Not surprisingly, such a densely showy habitat is a breeding ground for weedy "facts" masquerading as the real thing. Here are some I noticed: Apollo turned not a dead stag but the weeping boy Cyparissus into the Cypress with its sticky sap. Shodo Island, which only started growing olives in 1908, is not "one of the cradles of olive cultivation"—unless you were to add "in Japan." Speaking of olives, Jesus, on his entry to Jerusalem, did not meet the crowds wearing an olive branch, as Mr. Largo claims.
Sometimes the book can simultaneously instruct and mislead.
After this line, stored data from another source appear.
//! Browser wiring for the tutorial page.
//!
//! Looks up the page's elements, turns DOM events into `UserAction`s for the
//! `Session` and redraws the affected part of the page from session state.
//! Runs are paced with `setTimeout`; each timer carries the run generation it was
//! scheduled for so a cleared or restarted run never receives stale ticks.

use crate::config::TutorialConfig;
use crate::editor::{CHECK_PASSED, EXAMPLE_CODE};
use crate::error::TutorialError;
use crate::map::lands;
use crate::session::{Effect, Mode, Screen, Session, Tick, UserAction};
use tracing::{debug, info, warn};
use wasm_bindgen::JsCast;
use wasm_bindgen::convert::FromWasmAbi;
use wasm_bindgen::prelude::*;
use web_sys::{
    Document, DragEvent, Element, EventTarget, HtmlElement, HtmlTextAreaElement, KeyboardEvent,
    window,
};

thread_local! {
    static PAGE: std::cell::RefCell<Option<Session>> = const { std::cell::RefCell::new(None) };
}

fn with_session<R>(f: impl FnOnce(&mut Session) -> R) -> Option<R> {
    PAGE.with(|cell| cell.borrow_mut().as_mut().map(f))
}

fn document() -> Result<Document, TutorialError> {
    window()
        .and_then(|w| w.document())
        .ok_or(TutorialError::MissingElement("document"))
}

fn element(doc: &Document, id: &'static str) -> Result<Element, TutorialError> {
    doc.get_element_by_id(id).ok_or(TutorialError::MissingElement(id))
}

fn query_all(root: &Document, selector: &str) -> Vec<Element> {
    let Ok(list) = root.query_selector_all(selector) else {
        return Vec::new();
    };
    (0..list.length())
        .filter_map(|i| list.get(i))
        .filter_map(|node| node.dyn_into::<Element>().ok())
        .collect()
}

fn listen<E>(target: &EventTarget, event: &str, handler: impl FnMut(E) + 'static) -> Result<(), JsValue>
where
    E: FromWasmAbi + 'static,
{
    let closure = Closure::wrap(Box::new(handler) as Box<dyn FnMut(E)>);
    target.add_event_listener_with_callback(event, closure.as_ref().unchecked_ref())?;
    closure.forget();
    Ok(())
}

fn set_text(doc: &Document, id: &'static str, text: &str) {
    if let Some(el) = doc.get_element_by_id(id) {
        el.set_text_content(Some(text));
    }
}

fn append_text(doc: &Document, id: &'static str, text: &str) {
    if let Some(el) = doc.get_element_by_id(id) {
        let mut current = el.text_content().unwrap_or_default();
        current.push('\n');
        current.push_str(text);
        el.set_text_content(Some(&current));
    }
}

fn set_style(el: &Element, prop: &str, value: &str) {
    if let Some(html) = el.dyn_ref::<HtmlElement>() {
        let _ = html.style().set_property(prop, value);
    }
}

// --- Entry -------------------------------------------------------------------

pub fn start(mut config: TutorialConfig) -> Result<(), JsValue> {
    let doc = document()?;
    let configured = config.map_coins;
    if config.adopt_map_coins(query_all(&doc, "#land .coin").len()) {
        warn!(dom = config.map_coins, configured, "map coin count taken from the page");
    }
    let session = Session::new(config)?;

    let cells = query_all(&doc, ".grid .cell").len();
    if cells != session.world().len() {
        warn!(dom = cells, configured = session.world().len(), "practice row size differs from configuration");
    }

    render_screen(&doc, &session);
    render_mode(&doc, &session);
    render_row(&doc, &session);
    render_map(&doc, &session);
    set_text(&doc, "seq-result", &session.sequence().summary());
    PAGE.with(|cell| cell.replace(Some(session)));

    wire_keyboard(&doc)?;
    wire_tutorial(&doc)?;
    wire_blocks(&doc)?;
    wire_editor(&doc)?;
    wire_map(&doc)?;
    info!("tutorial page ready");
    Ok(())
}

// --- Wiring ------------------------------------------------------------------

fn wire_keyboard(doc: &Document) -> Result<(), JsValue> {
    let doc_keys = doc.clone();
    listen(doc, "keydown", move |evt: KeyboardEvent| {
        if evt.code() != "Space" {
            return;
        }
        let typing_in_field = doc_keys
            .active_element()
            .map(|el| matches!(el.tag_name().as_str(), "INPUT" | "TEXTAREA" | "SELECT"))
            .unwrap_or(false);
        if !typing_in_field {
            evt.prevent_default();
        }
        apply(UserAction::Space { typing_in_field });
    })
}

fn wire_tutorial(doc: &Document) -> Result<(), JsValue> {
    for btn in query_all(doc, ".mode-btn") {
        let mode = Mode::from_data(&btn.get_attribute("data-mode").unwrap_or_default());
        listen(&btn, "click", move |_: web_sys::Event| apply(UserAction::SetMode(mode)))?;
    }
    let to_map = element(doc, "to-map")?;
    listen(&to_map, "click", |_: web_sys::Event| apply(UserAction::ShowMap))?;
    let speech = element(doc, "char-speech")?;
    listen(&speech, "click", |_: web_sys::Event| apply(UserAction::ToggleSpeech))?;
    Ok(())
}

fn wire_blocks(doc: &Document) -> Result<(), JsValue> {
    for block in query_all(doc, ".draggable") {
        let code = block
            .get_attribute("data-code")
            .or_else(|| block.text_content())
            .unwrap_or_default();
        let started = block.clone();
        listen(&block, "dragstart", move |evt: DragEvent| {
            if let Some(dt) = evt.data_transfer() {
                let _ = dt.set_data("text/plain", &code);
            }
            let _ = started.class_list().add_1("dragging");
        })?;
        let ended = block.clone();
        listen(&block, "dragend", move |_: DragEvent| {
            let _ = ended.class_list().remove_1("dragging");
        })?;
    }

    let sequence = element(doc, "sequence")?;
    let over = sequence.clone();
    listen(&sequence, "dragover", move |evt: DragEvent| {
        evt.prevent_default();
        let _ = over.class_list().add_1("drag-over");
    })?;
    let left = sequence.clone();
    listen(&sequence, "dragleave", move |_: DragEvent| {
        let _ = left.class_list().remove_1("drag-over");
    })?;
    let dropped = sequence.clone();
    listen(&sequence, "drop", move |evt: DragEvent| {
        evt.prevent_default();
        let _ = dropped.class_list().remove_1("drag-over");
        let code = evt
            .data_transfer()
            .and_then(|dt| dt.get_data("text/plain").ok())
            .unwrap_or_default();
        apply(UserAction::DropChip(code));
    })?;

    let clear = element(doc, "clear-seq")?;
    listen(&clear, "click", |_: web_sys::Event| apply(UserAction::ClearSequence))?;
    let run = element(doc, "run-seq")?;
    listen(&run, "click", |_: web_sys::Event| apply(UserAction::RunSequence))?;
    Ok(())
}

fn wire_editor(doc: &Document) -> Result<(), JsValue> {
    let editor: HtmlTextAreaElement = element(doc, "code-editor")?.dyn_into()?;
    let example = element(doc, "example-code")?;
    listen(&example, "click", |_: web_sys::Event| apply(UserAction::LoadExample))?;
    let run = element(doc, "run-code")?;
    listen(&run, "click", move |_: web_sys::Event| apply(UserAction::RunCode(editor.value())))?;
    Ok(())
}

fn wire_map(doc: &Document) -> Result<(), JsValue> {
    for area in query_all(doc, ".land-area") {
        let Some(idx) = area.get_attribute("data-land").and_then(|v| v.parse().ok()) else {
            warn!("land area without a numeric data-land");
            continue;
        };
        listen(&area, "click", move |_: web_sys::Event| apply(UserAction::SelectLand(idx)))?;
    }
    let prev = element(doc, "prev-land")?;
    listen(&prev, "click", |_: web_sys::Event| apply(UserAction::PrevLand))?;
    let next = element(doc, "next-land")?;
    listen(&next, "click", |_: web_sys::Event| apply(UserAction::NextLand))?;
    let all = element(doc, "collect-all")?;
    listen(&all, "click", |_: web_sys::Event| apply(UserAction::CollectAllCoins))?;
    for (idx, coin) in query_all(doc, "#land .coin").into_iter().enumerate() {
        listen(&coin, "click", move |_: web_sys::Event| apply(UserAction::ToggleMapCoin(idx)))?;
    }
    Ok(())
}

// --- Dispatch ----------------------------------------------------------------

fn apply(action: UserAction) {
    let Ok(doc) = document() else { return };
    let from_editor = matches!(action, UserAction::RunCode(_));
    with_session(|session| match session.dispatch(action) {
        Ok(effect) => render(&doc, session, effect, from_editor),
        Err(err) => {
            let target = if from_editor { "code-result" } else { "sim-log" };
            set_text(&doc, target, &err.to_string());
        }
    });
}

fn render(doc: &Document, session: &Session, effect: Effect, from_editor: bool) {
    match effect {
        Effect::Nothing => {}
        Effect::Screen => render_screen(doc, session),
        Effect::Mode => render_mode(doc, session),
        Effect::Speech => set_text(doc, "char-speech", session.speech()),
        Effect::Sequence(added) => {
            if let Some(id) = added {
                if let Err(err) = add_chip(doc, session, id) {
                    warn!(?err, "could not draw chip");
                }
            }
            set_text(doc, "seq-result", &session.sequence().summary());
        }
        Effect::Cleared => {
            for chip in query_all(doc, ".chip") {
                chip.remove();
            }
            set_text(doc, "seq-result", &session.sequence().summary());
            set_text(doc, "sim-log", "Cleared sequence.");
            render_row(doc, session);
            render_portal(doc, session.portal_active());
        }
        Effect::RunStarted(generation) => {
            if from_editor {
                set_text(doc, "code-result", CHECK_PASSED);
            }
            set_text(doc, "sim-log", "");
            render_row(doc, session);
            schedule_tick(generation, 0);
        }
        Effect::Example => {
            if let Some(editor) = doc
                .get_element_by_id("code-editor")
                .and_then(|el| el.dyn_into::<HtmlTextAreaElement>().ok())
            {
                editor.set_value(EXAMPLE_CODE);
            }
        }
        Effect::Map => render_map(doc, session),
    }
}

fn add_chip(doc: &Document, session: &Session, id: u32) -> Result<(), JsValue> {
    let Some(chip) = session.sequence().chips().iter().find(|c| c.id == id) else {
        return Ok(());
    };
    let el = doc.create_element("div")?;
    el.set_class_name("block chip");
    el.set_text_content(Some(&chip.code));
    el.set_attribute("title", &chip.code)?;

    let remove = doc.create_element("button")?;
    remove.set_text_content(Some("✕"));
    remove.set_class_name("remove");
    remove.set_attribute(
        "style",
        "margin-left:8px; background:transparent; border:none; color:#fff; cursor:pointer;",
    )?;
    let owner = el.clone();
    listen(&remove, "click", move |_: web_sys::Event| {
        owner.remove();
        apply(UserAction::RemoveChip(id));
    })?;
    el.append_child(&remove)?;

    let sequence = element(doc, "sequence")?;
    match sequence.query_selector(".slot")? {
        Some(slot) => slot.before_with_node_1(&el)?,
        None => {
            sequence.append_child(&el)?;
        }
    }
    Ok(())
}

// --- Run pacing --------------------------------------------------------------

fn schedule_tick(generation: u64, delay_ms: i32) {
    let Some(win) = window() else { return };
    let callback = Closure::once_into_js(move || tick(generation));
    if let Err(err) =
        win.set_timeout_with_callback_and_timeout_and_arguments_0(callback.unchecked_ref(), delay_ms)
    {
        warn!(?err, "setTimeout failed; run stalls");
    }
}

fn tick(generation: u64) {
    let Ok(doc) = document() else { return };
    let next = with_session(|session| match session.advance(generation) {
        None => None,
        Some(Tick::Step(step)) => {
            for entry in &step.entries {
                append_text(&doc, "sim-log", entry);
            }
            render_row(&doc, session);
            Some(session.config().step_delay_ms)
        }
        Some(Tick::Done(outcome)) => {
            if let Some(last) = outcome.log.last() {
                append_text(&doc, "sim-log", last);
            }
            render_portal(&doc, session.portal_active());
            debug!(cursor = outcome.final_cursor, "run rendered");
            None
        }
    });
    if let Some(Some(delay)) = next {
        schedule_tick(generation, delay);
    }
}

// --- Rendering ---------------------------------------------------------------

fn render_screen(doc: &Document, session: &Session) {
    let active = match session.screen() {
        Screen::Tutorial => "tutorial",
        Screen::Land => "land",
    };
    for id in ["tutorial", "land"] {
        if let Some(el) = doc.get_element_by_id(id) {
            let hidden = if id == active { "false" } else { "true" };
            let _ = el.set_attribute("aria-hidden", hidden);
        }
    }
}

fn render_mode(doc: &Document, session: &Session) {
    let current = session.mode();
    for btn in query_all(doc, ".mode-btn") {
        let mode = Mode::from_data(&btn.get_attribute("data-mode").unwrap_or_default());
        let _ = btn.class_list().toggle_with_force("active", mode == current);
    }
    if let Some(blocks) = doc.get_element_by_id("blocks-mode") {
        let _ = blocks.class_list().toggle_with_force("hidden", current != Mode::Blocks);
    }
    if let Some(typing) = doc.get_element_by_id("typing-mode") {
        let _ = typing.class_list().toggle_with_force("hidden", current != Mode::Typing);
    }
}

/// Practice row: Mario's position and each cell's coin.
fn render_row(doc: &Document, session: &Session) {
    let world = session.world();
    let span = world.len().saturating_sub(1).max(1) as f64;
    if let Some(mario) = doc.get_element_by_id("mini-mario") {
        let pct = world.cursor() as f64 / span * 100.0;
        set_style(&mario, "left", &format!("{pct}%"));
    }
    for (el, cell) in query_all(doc, ".grid .cell").iter().zip(world.cells()) {
        let _ = el.class_list().toggle_with_force("coin", cell.has_coin);
        let _ = el.class_list().toggle_with_force("collected", cell.collected());
        let _ = el.set_attribute("data-collected", if cell.collected() { "true" } else { "false" });
        set_style(el, "opacity", if cell.collected() { "0.2" } else { "1" });
    }
}

fn render_map(doc: &Document, session: &Session) {
    let map = session.map();
    let land = map.current();
    if let Some(info) = doc.get_element_by_id("land-info") {
        info.set_inner_html(&format!(
            "<strong>{}</strong><p class=\"muted small\">{}</p>",
            land.name, land.desc
        ));
    }
    if let Some(marker) = doc.get_element_by_id("mario-mini") {
        let _ = marker.set_attribute("transform", &land.marker_transform());
    }
    for (el, collected) in query_all(doc, "#land .coin").iter().zip(map.coins()) {
        let _ = el.set_attribute("data-collected", if *collected { "true" } else { "false" });
        let _ = el.set_attribute("opacity", if *collected { "0.25" } else { "1" });
    }
    debug!(land = map.current_index(), of = lands().len(), "map rendered");
    render_portal(doc, session.portal_active());
}

fn render_portal(doc: &Document, active: bool) {
    if let Some(portal) = doc.get_element_by_id("portal") {
        let _ = portal.set_attribute("opacity", if active { "1" } else { "0.3" });
    }
    if let Some(status) = doc.get_element_by_id("portal-status") {
        let html = if active {
            "Portal: <strong style=\"color:var(--green)\">Active</strong>"
        } else {
            "Portal: <span class=\"muted\">Inactive</span>"
        };
        status.set_inner_html(html);
    }
}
In the entry for Hemlock, for instance, Mr. Largo makes sure we know that the drink that killed Socrates came not from the hemlock tree, which is in the nonpoisonous pine family, but rather from the hemlock shrub. At the same time, he tells us Socrates was "sentenced to death . . . for his belief in humanistic and democratic principles." Now that's the sort of misinformation that can fatally corrupt the young.
At least one mistake is downright unfair. My heart bleeds for an unjustly maligned tomato that Mr. Largo describes as a "new such [genetically modified] species grown in greenhouses in Great Britain . . . dubbed 'Moneymaker,' which says everything about the motivation behind genetically modifying plants." But "Moneymaker," which is indeed an English greenhouse variety, is a cultivar that is at least 60 years old: You can buy its seeds through heirloom catalogs. And whatever you might think about genetic modifications, many plants predating Monsanto have been developed with profit in mind, including my son's favorite tomato to grow, dating from the 1940s, called Radiator Charlie's Mortgage Lifter.
"The Big, Bad Book of Botany" is definitely big and sometimes bad. But it has all the exuberance of a kid's garden: colorful, indiscriminate and not dug too deep. Plant this book in someone's vacation house or on the bedside table of a guest—who knows what might flower forth?
—Ms. Mullen writes for the Hudson Review and Barnes and Noble Review.